A limitation is that the data are derived from a single hospital and might not apply to other regions with different patterns of alcohol consumption, criteria for hospital admission or access to ambulatory care pathways for community alcohol detoxification. Nonetheless, the age and gender patterns are broadly consistent with those reported more widely across the UK.2 Elsewhere, symptom-based administration is associated with lower total chlordiazepoxide dose and shorter duration of treatment, and it is likely that our local hospital policies will evolve towards this evidence-based approach in the near future.17,18 A further limitation is that the study design does not allow us to ascertain whether the decision to administer intravenous or oral vitamin supplementation was based on the local policy guidance or other factors. The study population does not include patients who attended the emergency department but who did not require hospital admission; this group are likely to have different clinical and treatment characteristics. A further limitation is that the study design did not allow us to assess whether patients intended to remain abstinent, which is an important determinant of the cost-effectiveness of hospital admissions solely to facilitate alcohol withdrawal.

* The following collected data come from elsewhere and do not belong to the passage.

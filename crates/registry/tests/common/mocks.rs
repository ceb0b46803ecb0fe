use async_trait::async_trait;
use bytes::Bytes;
use pallet_core::{ContentHash, Metadata, PackageName, SpaceName, VersionNumber};
use pallet_storage::{StorageResult, Version};
use std::sync::Arc;
use std::sync::atomic::{AtomicBool, AtomicUsize, Ordering};
use std::time::Duration;
use tokio::sync::Mutex;

/// Wraps a version handle to inject delays and concurrent writers and to
/// count writes.
#[allow(dead_code)]
pub struct InstrumentedVersion {
    inner: Arc<dyn Version>,
    read_delay: Option<Duration>,
    intruder: Mutex<Option<Bytes>>,
    pub writes: AtomicUsize,
    pub read_started: AtomicBool,
}

#[allow(dead_code)]
impl InstrumentedVersion {
    pub fn new(inner: Arc<dyn Version>) -> Self {
        Self {
            inner,
            read_delay: None,
            intruder: Mutex::new(None),
            writes: AtomicUsize::new(0),
            read_started: AtomicBool::new(false),
        }
    }

    /// Delay every `get_content` call.
    pub fn with_read_delay(mut self, delay: Duration) -> Self {
        self.read_delay = Some(delay);
        self
    }

    /// After the next read, another writer stores `data` before the caller
    /// gets to write.
    pub fn with_intruder(self, data: Bytes) -> Self {
        Self {
            intruder: Mutex::new(Some(data)),
            ..self
        }
    }

    pub fn write_count(&self) -> usize {
        self.writes.load(Ordering::SeqCst)
    }
}

#[async_trait]
impl Version for InstrumentedVersion {
    fn space(&self) -> &SpaceName {
        self.inner.space()
    }

    fn package(&self) -> &PackageName {
        self.inner.package()
    }

    fn number(&self) -> &VersionNumber {
        self.inner.number()
    }

    async fn get_content(&self) -> StorageResult<Bytes> {
        self.read_started.store(true, Ordering::SeqCst);
        if let Some(delay) = self.read_delay {
            tokio::time::sleep(delay).await;
        }
        let data = self.inner.get_content().await?;
        if let Some(intruder) = self.intruder.lock().await.take() {
            self.inner.put_content(intruder, None).await?;
        }
        Ok(data)
    }

    async fn put_content(
        &self,
        data: Bytes,
        precondition: Option<ContentHash>,
    ) -> StorageResult<()> {
        self.writes.fetch_add(1, Ordering::SeqCst);
        self.inner.put_content(data, precondition).await
    }

    async fn metadata(&self) -> StorageResult<Metadata> {
        self.inner.metadata().await
    }

    async fn values(&self) -> StorageResult<Bytes> {
        self.inner.values().await
    }
}
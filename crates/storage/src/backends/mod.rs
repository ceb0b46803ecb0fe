//! Storage backend implementations.

pub mod filesystem;
pub mod memory;
//! Content hashes used as optimistic-concurrency tokens.

use sha2::{Digest, Sha256};
use std::fmt;

/// SHA-256 digest of a version's stored archive.
#[derive(Clone, Copy, PartialEq, Eq, Hash)]
pub struct ContentHash([u8; 32]);

impl ContentHash {
    pub fn compute(data: &[u8]) -> Self {
        Self(Sha256::digest(data).into())
    }
}

impl fmt::Debug for ContentHash {
    fn fmt(&self, f: &mut fmt::Formatter<'_>) -> fmt::Result {
        f.write_str("ContentHash(")?;
        for byte in &self.0[..8] {
            write!(f, "{byte:02x}")?;
        }
        f.write_str(")")
    }
}
//! Space, package and version identifiers.
//!
//! Names arrive from the transport layer as raw strings. They double as
//! storage keys, so every component is validated before it reaches a backend.

use serde::{Deserialize, Serialize};
use std::fmt;

/// Kind of addressable resource, used in error messages.
#[derive(Clone, Copy, Debug, PartialEq, Eq, Hash)]
pub enum ResourceKind {
    Space,
    Package,
    Version,
    Content,
    Metadata,
}

impl ResourceKind {
    pub fn as_str(self) -> &'static str {
        match self {
            Self::Space => "space",
            Self::Package => "package",
            Self::Version => "version",
            Self::Content => "content",
            Self::Metadata => "metadata",
        }
    }
}

impl fmt::Display for ResourceKind {
    fn fmt(&self, f: &mut fmt::Formatter<'_>) -> fmt::Result {
        f.write_str(self.as_str())
    }
}

/// Maximum length of a single address component.
pub const MAX_NAME_LEN: usize = 253;

fn validate_component(kind: &'static str, value: &str, allow_plus: bool) -> crate::Result<()> {
    let invalid = |reason: String| crate::Error::InvalidAddress { kind, reason };

    if value.is_empty() {
        return Err(invalid("name cannot be empty".to_string()));
    }
    if value.len() > MAX_NAME_LEN {
        return Err(invalid(format!(
            "name must be at most {MAX_NAME_LEN} chars, got {}",
            value.len()
        )));
    }
    if value.starts_with('.') {
        return Err(invalid(format!("name cannot start with '.': {value}")));
    }
    for c in value.chars() {
        let ok = matches!(c, 'a'..='z' | 'A'..='Z' | '0'..='9' | '-' | '_' | '.')
            || (allow_plus && c == '+');
        if !ok {
            return Err(invalid(format!("invalid character in name: {c:?}")));
        }
    }
    Ok(())
}

macro_rules! address_component {
    ($(#[$doc:meta])* $ty:ident, $kind:literal, $allow_plus:expr) => {
        $(#[$doc])*
        #[derive(Clone, PartialEq, Eq, PartialOrd, Ord, Hash, Serialize, Deserialize)]
        #[serde(try_from = "String", into = "String")]
        pub struct $ty(String);

        impl $ty {
            /// Create from a string, validating format.
            pub fn new(value: impl Into<String>) -> crate::Result<Self> {
                let value = value.into();
                validate_component($kind, &value, $allow_plus)?;
                Ok(Self(value))
            }

            /// Get the name as a string slice.
            pub fn as_str(&self) -> &str {
                &self.0
            }
        }

        impl TryFrom<String> for $ty {
            type Error = crate::Error;

            fn try_from(value: String) -> crate::Result<Self> {
                Self::new(value)
            }
        }

        impl From<$ty> for String {
            fn from(value: $ty) -> String {
                value.0
            }
        }

        impl AsRef<str> for $ty {
            fn as_ref(&self) -> &str {
                &self.0
            }
        }

        impl fmt::Debug for $ty {
            fn fmt(&self, f: &mut fmt::Formatter<'_>) -> fmt::Result {
                write!(f, concat!(stringify!($ty), "({})"), self.0)
            }
        }

        impl fmt::Display for $ty {
            fn fmt(&self, f: &mut fmt::Formatter<'_>) -> fmt::Result {
                f.write_str(&self.0)
            }
        }
    };
}

address_component!(
    /// Name of a space, the top-level namespace grouping packages.
    SpaceName,
    "space",
    false
);

address_component!(
    /// Name of a package within a space.
    PackageName,
    "package",
    false
);

address_component!(
    /// A version identifier, unique within its package.
    VersionNumber,
    "version",
    true
);
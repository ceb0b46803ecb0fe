//! Registry error types.

use pallet_archive::ArchiveError;
use pallet_core::ResourceKind;
use pallet_storage::StorageError;
use thiserror::Error;

/// Errors returned by registry operations.
#[derive(Debug, Error)]
pub enum RegistryError {
    #[error("{kind} not found: {name}")]
    NotFound { kind: ResourceKind, name: String },

    /// Malformed request addressing.
    #[error("invalid address: {0}")]
    InvalidAddress(String),

    /// A well-formed parameter whose value is rejected, e.g. an identity change.
    #[error("invalid value for {field}: expected {expected:?}, got {actual:?}")]
    ParamValue {
        field: String,
        expected: String,
        actual: String,
    },

    /// A parameter that could not be parsed as the expected type.
    #[error("invalid type for {param}: expected {expected}, got {actual}")]
    ParamType {
        param: String,
        expected: String,
        actual: String,
    },

    /// Stored content is not a valid archive for the addressed version.
    #[error("{resource} does not hold a valid {expected}: {detail}")]
    InternalType {
        resource: String,
        expected: String,
        detail: String,
    },

    /// The content changed between read and write.
    #[error("conflict: {resource} was modified concurrently")]
    Conflict { resource: String },

    #[error("{operation} cancelled")]
    Cancelled { operation: &'static str },

    #[error("{operation} exceeded its deadline")]
    DeadlineExceeded { operation: &'static str },

    #[error("storage error: {0}")]
    Storage(StorageError),

    #[error("archive error: {0}")]
    Archive(#[from] ArchiveError),
}

impl RegistryError {
    /// Get the error code for this error.
    pub fn code(&self) -> &'static str {
        match self {
            Self::NotFound { .. } => "not_found",
            Self::InvalidAddress(_) => "invalid_address",
            Self::ParamValue { .. } => "param_value_error",
            Self::ParamType { .. } => "param_type_error",
            Self::InternalType { .. } => "internal_type_error",
            Self::Conflict { .. } => "conflict",
            Self::Cancelled { .. } => "cancelled",
            Self::DeadlineExceeded { .. } => "deadline_exceeded",
            Self::Storage(_) => "storage_error",
            Self::Archive(_) => "archive_error",
        }
    }

    pub(crate) fn param_type(
        param: impl Into<String>,
        expected: impl Into<String>,
        actual: impl Into<String>,
    ) -> Self {
        Self::ParamType {
            param: param.into(),
            expected: expected.into(),
            actual: actual.into(),
        }
    }
}

impl From<StorageError> for RegistryError {
    fn from(err: StorageError) -> Self {
        match err {
            StorageError::NotFound { kind, name } => Self::NotFound { kind, name },
            StorageError::CorruptContent { resource, detail } => Self::InternalType {
                resource,
                expected: "package archive".to_string(),
                detail,
            },
            StorageError::PreconditionFailed(resource) => Self::Conflict { resource },
            other => Self::Storage(other),
        }
    }
}

impl From<pallet_core::Error> for RegistryError {
    fn from(err: pallet_core::Error) -> Self {
        match err {
            pallet_core::Error::InvalidAddress { .. } => Self::InvalidAddress(err.to_string()),
            pallet_core::Error::NotFound(what) => Self::NotFound {
                kind: ResourceKind::Metadata,
                name: what,
            },
        }
    }
}

/// Result type for registry operations.
pub type RegistryResult<T> = std::result::Result<T, RegistryError>;

#[cfg(test)]
mod tests {
    use super::*;

    #[test]
    fn test_storage_errors_map_to_taxonomy() {
        let err: RegistryError = StorageError::NotFound {
            kind: ResourceKind::Version,
            name: "s1/p1/1.0.0".to_string(),
        }
        .into();
        assert_eq!(err.code(), "not_found");
        assert_eq!(err.to_string(), "version not found: s1/p1/1.0.0");

        let err: RegistryError = StorageError::CorruptContent {
            resource: "s1/p1/1.0.0".to_string(),
            detail: "bad gzip header".to_string(),
        }
        .into();
        assert_eq!(err.code(), "internal_type_error");
        assert!(err.to_string().contains("s1/p1/1.0.0"));

        let err: RegistryError = StorageError::PreconditionFailed("s1/p1/1.0.0".to_string()).into();
        assert_eq!(err.code(), "conflict");

        let err: RegistryError = StorageError::InvalidKey("../x".to_string()).into();
        assert_eq!(err.code(), "storage_error");
    }

    #[test]
    fn test_core_errors_map_to_taxonomy() {
        let err: RegistryError = pallet_core::SpaceName::new("").unwrap_err().into();
        assert_eq!(err.code(), "invalid_address");

        let err: RegistryError = pallet_core::Error::NotFound("metadata".to_string()).into();
        assert!(matches!(
            err,
            RegistryError::NotFound {
                kind: ResourceKind::Metadata,
                ..
            }
        ));
    }

    #[test]
    fn test_param_value_message_names_field() {
        let err = RegistryError::ParamValue {
            field: "name".to_string(),
            expected: "nginx".to_string(),
            actual: "apache".to_string(),
        };
        assert_eq!(
            err.to_string(),
            "invalid value for name: expected \"nginx\", got \"apache\""
        );
    }
}
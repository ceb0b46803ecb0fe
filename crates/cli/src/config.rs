//! Configuration loading for palletctl.

use anyhow::{Context, Result};
use figment::Figment;
use figment::providers::{Env, Format, Toml};
use pallet_core::config::AppConfig;
use std::path::Path;

/// Environment variable prefix; nested keys are separated by `__`.
pub const ENV_PREFIX: &str = "PALLET_";

/// Load configuration from an optional TOML file overlaid with `PALLET_*`
/// environment variables. Without either, defaults apply.
pub fn load_config(path: Option<&Path>) -> Result<AppConfig> {
    let mut figment = Figment::new();

    match path {
        Some(path) if path.exists() => {
            tracing::debug!(config_path = %path.display(), "Loading configuration from file");
            figment = figment.merge(Toml::file(path));
        }
        Some(path) => {
            anyhow::bail!("config file not found: {}", path.display());
        }
        None => tracing::debug!("No config file given, using defaults and environment"),
    }

    let config: AppConfig = figment
        .merge(Env::prefixed(ENV_PREFIX).split("__"))
        .extract()
        .context("failed to load configuration")?;
    config
        .validate()
        .map_err(|e| anyhow::anyhow!("invalid configuration: {e}"))?;
    Ok(config)
}

#[cfg(test)]
mod tests {
    use super::*;
    use figment::Jail;
    use pallet_core::VersionOrdering;
    use pallet_core::config::StorageConfig;

    #[test]
    fn file_and_env_are_merged() {
        Jail::expect_with(|jail| {
            jail.create_file(
                "pallet.toml",
                r#"
                [storage]
                type = "filesystem"
                path = "/srv/pallet"

                [registry]
                version_ordering = "semver"
                "#,
            )?;
            jail.set_env("PALLET_REGISTRY__OPERATION_TIMEOUT_SECS", "15");

            let config = load_config(Some(Path::new("pallet.toml"))).map_err(|e| e.to_string())?;
            assert!(matches!(
                config.storage,
                StorageConfig::Filesystem { ref path } if path == Path::new("/srv/pallet")
            ));
            assert_eq!(config.registry.version_ordering, VersionOrdering::Semver);
            assert_eq!(config.registry.operation_timeout_secs, Some(15));
            Ok(())
        });
    }

    #[test]
    fn env_alone_selects_memory_backend() {
        Jail::expect_with(|jail| {
            jail.set_env("PALLET_STORAGE__TYPE", "memory");
            let config = load_config(None).map_err(|e| e.to_string())?;
            assert!(matches!(config.storage, StorageConfig::Memory));
            Ok(())
        });
    }

    #[test]
    fn missing_file_is_an_error() {
        Jail::expect_with(|_| {
            assert!(load_config(Some(Path::new("nope.toml"))).is_err());
            Ok(())
        });
    }

    #[test]
    fn invalid_values_rejected() {
        Jail::expect_with(|jail| {
            jail.set_env("PALLET_REGISTRY__OPERATION_TIMEOUT_SECS", "0");
            assert!(load_config(None).is_err());
            Ok(())
        });
    }
}
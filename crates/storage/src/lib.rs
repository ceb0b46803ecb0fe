//! Storage abstraction and backends for pallet.
//!
//! This crate provides:
//! - Live handles for spaces, packages and versions
//! - Whole-blob reads and atomic, optionally preconditioned, writes of version content
//! - Metadata and values derived from stored archives
//! - Backends: local filesystem and in-memory

pub mod backends;
pub mod error;
pub mod traits;

pub use backends::{filesystem::FilesystemBackend, memory::MemoryBackend};
pub use error::{StorageError, StorageResult};
pub use traits::{Package, RegistryStore, Space, Version};

use bytes::Bytes;
use pallet_archive::ArchiveCodec;
use pallet_core::config::StorageConfig;
use pallet_core::{PackageName, SpaceName, VersionNumber};
use std::sync::Arc;

/// A backend built from configuration.
///
/// Keeps the concrete type so callers can reach the provisioning helpers,
/// which are not part of [`RegistryStore`].
#[derive(Clone)]
pub enum ConfiguredBackend {
    Filesystem(FilesystemBackend),
    Memory(MemoryBackend),
}

impl ConfiguredBackend {
    /// The backend as a registry store.
    pub fn store(&self) -> Arc<dyn RegistryStore> {
        match self {
            Self::Filesystem(backend) => Arc::new(backend.clone()),
            Self::Memory(backend) => Arc::new(backend.clone()),
        }
    }

    /// Create a space. Returns `false` if it already existed.
    pub async fn create_space(&self, name: &SpaceName) -> StorageResult<bool> {
        match self {
            Self::Filesystem(backend) => backend.create_space(name).await,
            Self::Memory(backend) => Ok(backend.create_space(name).await),
        }
    }

    /// Store a version in an existing space.
    pub async fn put_version(
        &self,
        space: &SpaceName,
        package: &PackageName,
        version: &VersionNumber,
        data: Bytes,
    ) -> StorageResult<()> {
        match self {
            Self::Filesystem(backend) => backend.put_version(space, package, version, data).await,
            Self::Memory(backend) => backend.put_version(space, package, version, data).await,
        }
    }
}

/// Create a storage backend from configuration.
pub async fn from_config(
    config: &StorageConfig,
    codec: Arc<dyn ArchiveCodec>,
) -> StorageResult<ConfiguredBackend> {
    config.validate().map_err(StorageError::Config)?;

    match config {
        StorageConfig::Filesystem { path } => {
            let backend = FilesystemBackend::new(path, codec).await?;
            Ok(ConfiguredBackend::Filesystem(backend))
        }
        StorageConfig::Memory => Ok(ConfiguredBackend::Memory(MemoryBackend::new(codec))),
    }
}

In conclusion, the present data indicate that protocol-based treatment allows safe clinical management of acute alcohol withdrawal. Opportunities exist for enhancing access to the specialist alcohol nurse service for patients admitted with unplanned withdrawal. A small but significant proportion of patients did not require any specific medical treatment, and there remains scope to develop ambulatory care pathways for this selected patient group.

Conflict of interest: None declared.